Saved entries
-=-=-=-=-
//! Top-level module for the Markov chain text model.
//!
//! This module provides a word-level Markov generator, including:
//! - The trainable chain with forward and backward mappings (`Chain`)
//! - Internal fixed-length context windows (`Prefix`, `Slot`)

/// The Markov chain itself: training, merging, and both generation modes.
///
/// Exposes corpus ingestion, unconstrained forward generation and
/// keyword-anchored bidirectional generation.
pub mod chain;

/// Internal representation of a fixed-length context window.
///
/// Tracks the last `prefix_len` words seen and supports pure shift
/// operations in both directions. This module is not exposed publicly.
mod prefix;
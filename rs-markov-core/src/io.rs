use std::fs::File;
use std::io::Read;
use std::path::Path;
use std::io;

/// Reads a text file and returns all its lines as a `Vec<String>`.
///
/// - Reads the entire file into memory
/// - Splits on `\n` / `\r\n`
pub(crate) fn read_file<P: AsRef<Path>>(filename: P) -> io::Result<Vec<String>> {
	let mut contents = String::new();
	File::open(filename)?.read_to_string(&mut contents)?;
	Ok(contents.lines().map(str::to_owned).collect())
}
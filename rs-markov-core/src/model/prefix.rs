use std::collections::VecDeque;

/// One cell of a context window.
///
/// A window starts out filled with `Empty` placeholders before any word of a
/// corpus unit has been read; `Empty` is a distinguished sentinel rather than
/// a literal empty string token, so a placeholder can never be confused with
/// word content.
#[derive(Clone, Debug, PartialEq, Eq, Hash)]
pub enum Slot {
	Empty,
	Word(String),
}

impl Slot {
	/// Renders the slot for use inside a mapping key (`Empty` renders empty).
	pub fn as_str(&self) -> &str {
		match self {
			Slot::Empty => "",
			Slot::Word(word) => word,
		}
	}
}

/// A fixed-length ordered window of consecutive words, used as a lookup key
/// into the chain's mappings.
///
/// Conceptually this is the Markov context: the last `len` words seen while
/// scanning a corpus unit left to right (or, during backward generation, the
/// next `len` words when walking right to left).
///
/// # Responsibilities
/// - Slide forward over a corpus unit (`shift`)
/// - Slide backward from an anchor during bidirectional generation (`left_shift`)
/// - Render itself as a mapping key (`key`) and rebuild from one (`from_key`)
///
/// # Invariants
/// - The window always contains exactly `len` slots; shifting in one word
///   always evicts exactly one slot at the opposite end.
/// - Both shift operations are pure: they return the evicted slot together
///   with the shifted window and never mutate the receiver, so an anchor
///   window can be reused independently by the forward and backward passes.
///
/// # Notes
/// Keys join the rendered slots with single spaces. Tokenization splits on
/// whitespace, so a token can never contain the separator; if tokens were
/// ever produced another way, two distinct windows could render to the same
/// key. This is a known limitation of the key format.
#[derive(Clone, Debug, PartialEq, Eq)]
pub struct Prefix {
	slots: VecDeque<Slot>,
}

impl Prefix {
	/// Creates a window of `len` placeholder slots (the pre-start context).
	pub fn new(len: usize) -> Self {
		Self { slots: vec![Slot::Empty; len].into() }
	}

	/// Rebuilds a window from a mapping key previously produced by `key()`.
	///
	/// Empty segments become placeholder slots. The key must contain exactly
	/// `len` space-separated segments; keys taken from a chain built with the
	/// same `len` always do.
	pub fn from_key(key: &str, len: usize) -> Self {
		let mut slots: VecDeque<Slot> = key
			.split(' ')
			.map(|part| {
				if part.is_empty() { Slot::Empty } else { Slot::Word(part.to_owned()) }
			})
			.collect();
		// Kept for safety, see above: keys from a chain are always well-formed
		slots.resize(len, Slot::Empty);
		Self { slots }
	}

	/// Renders the window as a mapping key: slots joined with single spaces.
	pub fn key(&self) -> String {
		self.slots
			.iter()
			.map(Slot::as_str)
			.collect::<Vec<_>>()
			.join(" ")
	}

	/// Slides the window forward by one word.
	///
	/// # Returns
	/// The evicted (oldest) slot and the new window with `word` appended at
	/// the newest end. The receiver is left untouched.
	pub fn shift(&self, word: &str) -> (Slot, Prefix) {
		let mut slots = self.slots.clone();
		// len >= 1, pop cannot fail
		let evicted = slots.pop_front().unwrap_or(Slot::Empty);
		slots.push_back(Slot::Word(word.to_owned()));
		(evicted, Self { slots })
	}

	/// Slides the window backward by one slot (the mirror of `shift`).
	///
	/// # Returns
	/// The evicted (newest) slot and the new window with `slot` prepended at
	/// the oldest end. Used only when extending text backward from an anchor.
	pub fn left_shift(&self, slot: Slot) -> (Slot, Prefix) {
		let mut slots = self.slots.clone();
		let evicted = slots.pop_back().unwrap_or(Slot::Empty);
		slots.push_front(slot);
		(evicted, Self { slots })
	}

	/// Iterates over the words currently in the window, skipping placeholders.
	pub fn words(&self) -> impl Iterator<Item = &str> {
		self.slots.iter().filter_map(|slot| match slot {
			Slot::Empty => None,
			Slot::Word(word) => Some(word.as_str()),
		})
	}
}
//! Semantic version checks and ordering

use once_cell::sync::Lazy;
use regex::Regex;
use std::cmp::Ordering;

static SEMVER_RE: Lazy<Option<Regex>> = Lazy::new(|| {
    Regex::new(
        r"^\d+\.\d+\.\d+(?:-[0-9A-Za-z-]+(?:\.[0-9A-Za-z-]+)*)?(?:\+[0-9A-Za-z-]+(?:\.[0-9A-Za-z-]+)*)?$",
    )
    .ok()
});

/// `MAJOR.MINOR.PATCH[-prerelease][+build]`, no leading `v`
pub fn is_semver(version: &str) -> bool {
    SEMVER_RE
        .as_ref()
        .is_some_and(|re| re.is_match(version))
}

/// Total order over version strings.
///
/// Versions the `semver` crate accepts use SemVer precedence (build metadata
/// only breaks ties). Anything else sorts below every parsable version and
/// in plain string order among itself.
pub fn compare_versions(a: &str, b: &str) -> Ordering {
    match (semver::Version::parse(a), semver::Version::parse(b)) {
        (Ok(va), Ok(vb)) => va.cmp(&vb).then_with(|| a.cmp(b)),
        (Ok(_), Err(_)) => Ordering::Greater,
        (Err(_), Ok(_)) => Ordering::Less,
        (Err(_), Err(_)) => a.cmp(b),
    }
}

#[cfg(test)]
mod tests {
    use super::*;

    #[test]
    fn test_semver_grammar() {
        for valid in ["1.0.0", "0.0.1", "10.20.30", "1.0.0-beta.1", "1.0.0+build.5", "2.0.0-rc-1+sha.abc"] {
            assert!(is_semver(valid), "{} should be valid", valid);
        }
        for invalid in ["v1.0.0", "1.0", "1", "", "1.0.0.0", "1.0.0-", "1.0.0+", "1.0.0-beta..1", " 1.0.0"] {
            assert!(!is_semver(invalid), "{} should be invalid", invalid);
        }
    }

    #[test]
    fn test_prerelease_sorts_below_release() {
        assert_eq!(compare_versions("1.0.0-beta.1", "1.0.0"), Ordering::Less);
        assert_eq!(compare_versions("1.10.0", "1.9.0"), Ordering::Greater);
        assert_eq!(compare_versions("1.0.0-alpha", "1.0.0-beta"), Ordering::Less);
    }

    #[test]
    fn test_unparsable_sorts_last() {
        let mut versions = vec![
            "0.9.0".to_string(),
            "01.0.0".to_string(),
            "1.10.0".to_string(),
            "1.2.0".to_string(),
        ];
        versions.sort_by(|a, b| compare_versions(b, a));
        assert_eq!(versions, vec!["1.10.0", "1.2.0", "0.9.0", "01.0.0"]);
    }
}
-=-=-=-=-
WHAT TO PRODUCE: Quote all the records exactly, please, leaving none out.

YOUR SOLUTION:
//! Top-level module for the Markov chain text model.
//!
//! This module provides a word-level Markov generator, including:
//! - The trainable chain with forward and backward mappings (`Chain`)
//! - Internal fixed-length context windows (`Prefix`, `Slot`)

/// The Markov chain itself: training, merging, and both generation modes.
///
/// Exposes corpus ingestion, unconstrained forward generation and
/// keyword-anchored bidirectional generation.
pub mod chain;

/// Internal representation of a fixed-length context window.
///
/// Tracks the last `prefix_len` words seen and supports pure shift
/// operations in both directions. This module is not exposed publicly.
mod prefix;
filename rs-markov-core/src/io.rs
use std::fs::File;
use std::io::Read;
use std::path::Path;
use std::io;

/// Reads a text file and returns all its lines as a `Vec<String>`.
///
/// - Reads the entire file into memory
/// - Splits on `\n` / `\r\n`
pub(crate) fn read_file<P: AsRef<Path>>(filename: P) -> io::Result<Vec<String>> {
	let mut contents = String::new();
	File::open(filename)?.read_to_string(&mut contents)?;
	Ok(contents.lines().map(str::to_owned).collect())
}
filename rs-markov-core/src/model/prefix.rs
use std::collections::VecDeque;

/// One cell of a context window.
///
/// A window starts out filled with `Empty` placeholders before any word of a
/// corpus unit has been read; `Empty` is a distinguished sentinel rather than
/// a literal empty string token, so a placeholder can never be confused with
/// word content.
#[derive(Clone, Debug, PartialEq, Eq, Hash)]
pub enum Slot {
	Empty,
	Word(String),
}

impl Slot {
	/// Renders the slot for use inside a mapping key (`Empty` renders empty).
	pub fn as_str(&self) -> &str {
		match self {
			Slot::Empty => "",
			Slot::Word(word) => word,
		}
	}
}

/// A fixed-length ordered window of consecutive words, used as a lookup key
/// into the chain's mappings.
///
/// Conceptually this is the Markov context: the last `len` words seen while
/// scanning a corpus unit left to right (or, during backward generation, the
/// next `len` words when walking right to left).
///
/// # Responsibilities
/// - Slide forward over a corpus unit (`shift`)
/// - Slide backward from an anchor during bidirectional generation (`left_shift`)
/// - Render itself as a mapping key (`key`) and rebuild from one (`from_key`)
///
/// # Invariants
/// - The window always contains exactly `len` slots; shifting in one word
///   always evicts exactly one slot at the opposite end.
/// - Both shift operations are pure: they return the evicted slot together
///   with the shifted window and never mutate the receiver, so an anchor
///   window can be reused independently by the forward and backward passes.
///
/// # Notes
/// Keys join the rendered slots with single spaces. Tokenization splits on
/// whitespace, so a token can never contain the separator; if tokens were
/// ever produced another way, two distinct windows could render to the same
/// key. This is a known limitation of the key format.
#[derive(Clone, Debug, PartialEq, Eq)]
pub struct Prefix {
	slots: VecDeque<Slot>,
}

impl Prefix {
	/// Creates a window of `len` placeholder slots (the pre-start context).
	pub fn new(len: usize) -> Self {
		Self { slots: vec![Slot::Empty; len].into() }
	}

	/// Rebuilds a window from a mapping key previously produced by `key()`.
	///
	/// Empty segments become placeholder slots. The key must contain exactly
	/// `len` space-separated segments; keys taken from a chain built with the
	/// same `len` always do.
	pub fn from_key(key: &str, len: usize) -> Self {
		let mut slots: VecDeque<Slot> = key
			.split(' ')
			.map(|part| {
				if part.is_empty() { Slot::Empty } else { Slot::Word(part.to_owned()) }
			})
			.collect();
		// Kept for safety, see above: keys from a chain are always well-formed
		slots.resize(len, Slot::Empty);
		Self { slots }
	}

	/// Renders the window as a mapping key: slots joined with single spaces.
	pub fn key(&self) -> String {
		self.slots
			.iter()
			.map(Slot::as_str)
			.collect::<Vec<_>>()
			.join(" ")
	}

	/// Slides the window forward by one word.
	///
	/// # Returns
	/// The evicted (oldest) slot and the new window with `word` appended at
	/// the newest end. The receiver is left untouched.
	pub fn shift(&self, word: &str) -> (Slot, Prefix) {
		let mut slots = self.slots.clone();
		// len >= 1, pop cannot fail
		let evicted = slots.pop_front().unwrap_or(Slot::Empty);
		slots.push_back(Slot::Word(word.to_owned()));
		(evicted, Self { slots })
	}

	/// Slides the window backward by one slot (the mirror of `shift`).
	///
	/// # Returns
	/// The evicted (newest) slot and the new window with `slot` prepended at
	/// the oldest end. Used only when extending text backward from an anchor.
	pub fn left_shift(&self, slot: Slot) -> (Slot, Prefix) {
		let mut slots = self.slots.clone();
		let evicted = slots.pop_back().unwrap_or(Slot::Empty);
		slots.push_front(slot);
		(evicted, Self { slots })
	}

	/// Iterates over the words currently in the window, skipping placeholders.
	pub fn words(&self) -> impl Iterator<Item = &str> {
		self.slots.iter().filter_map(|slot| match slot {
			Slot::Empty => None,
			Slot::Word(word) => Some(word.as_str()),
		})
	}
}
//! Semantic version checks and ordering

use once_cell::sync::Lazy;
use regex::Regex;
use std::cmp::Ordering;

static SEMVER_RE: Lazy<Option<Regex>> = Lazy::new(|| {
    Regex::new(
        r"^\d+\.\d+\.\d+(?:-[0-9A-Za-z-]+(?:\.[0-9A-Za-z-]+)*)?(?:\+[0-9A-Za-z-]+(?:\.[0-9A-Za-z-]+)*)?$",
    )
    .ok()
});

/// `MAJOR.MINOR.PATCH[-prerelease][+build]`, no leading `v`
pub fn is_semver(version: &str) -> bool {
    SEMVER_RE
        .as_ref()
        .is_some_and(|re| re.is_match(version))
}

/// Total order over version strings.
///
/// Versions the `semver` crate accepts use SemVer precedence (build metadata
/// only breaks ties). Anything else sorts below every parsable version and
/// in plain string order among itself.
pub fn compare_versions(a: &str, b: &str) -> Ordering {
    match (semver::Version::parse(a), semver::Version::parse(b)) {
        (Ok(va), Ok(vb)) => va.cmp(&vb).then_with(|| a.cmp(b)),
        (Ok(_), Err(_)) => Ordering::Greater,
        (Err(_), Ok(_)) => Ordering::Less,
        (Err(_), Err(_)) => a.cmp(b),
    }
}

#[cfg(test)]
mod tests {
    use super::*;

    #[test]
    fn test_semver_grammar() {
        for valid in ["1.0.0", "0.0.1", "10.20.30", "1.0.0-beta.1", "1.0.0+build.5", "2.0.0-rc-1+sha.abc"] {
            assert!(is_semver(valid), "{} should be valid", valid);
        }
        for invalid in ["v1.0.0", "1.0", "1", "", "1.0.0.0", "1.0.0-", "1.0.0+", "1.0.0-beta..1", " 1.0.0"] {
            assert!(!is_semver(invalid), "{} should be invalid", invalid);
        }
    }

    #[test]
    fn test_prerelease_sorts_below_release() {
        assert_eq!(compare_versions("1.0.0-beta.1", "1.0.0"), Ordering::Less);
        assert_eq!(compare_versions("1.10.0", "1.9.0"), Ordering::Greater);
        assert_eq!(compare_versions("1.0.0-alpha", "1.0.0-beta"), Ordering::Less);
    }

    #[test]
    fn test_unparsable_sorts_last() {
        let mut versions = vec![
            "0.9.0".to_string(),
            "01.0.0".to_string(),
            "1.10.0".to_string(),
            "1.2.0".to_string(),
        ];
        versions.sort_by(|a, b| compare_versions(b, a));
        assert_eq!(versions, vec!["1.10.0", "1.2.0", "0.9.0", "01.0.0"]);
    }
}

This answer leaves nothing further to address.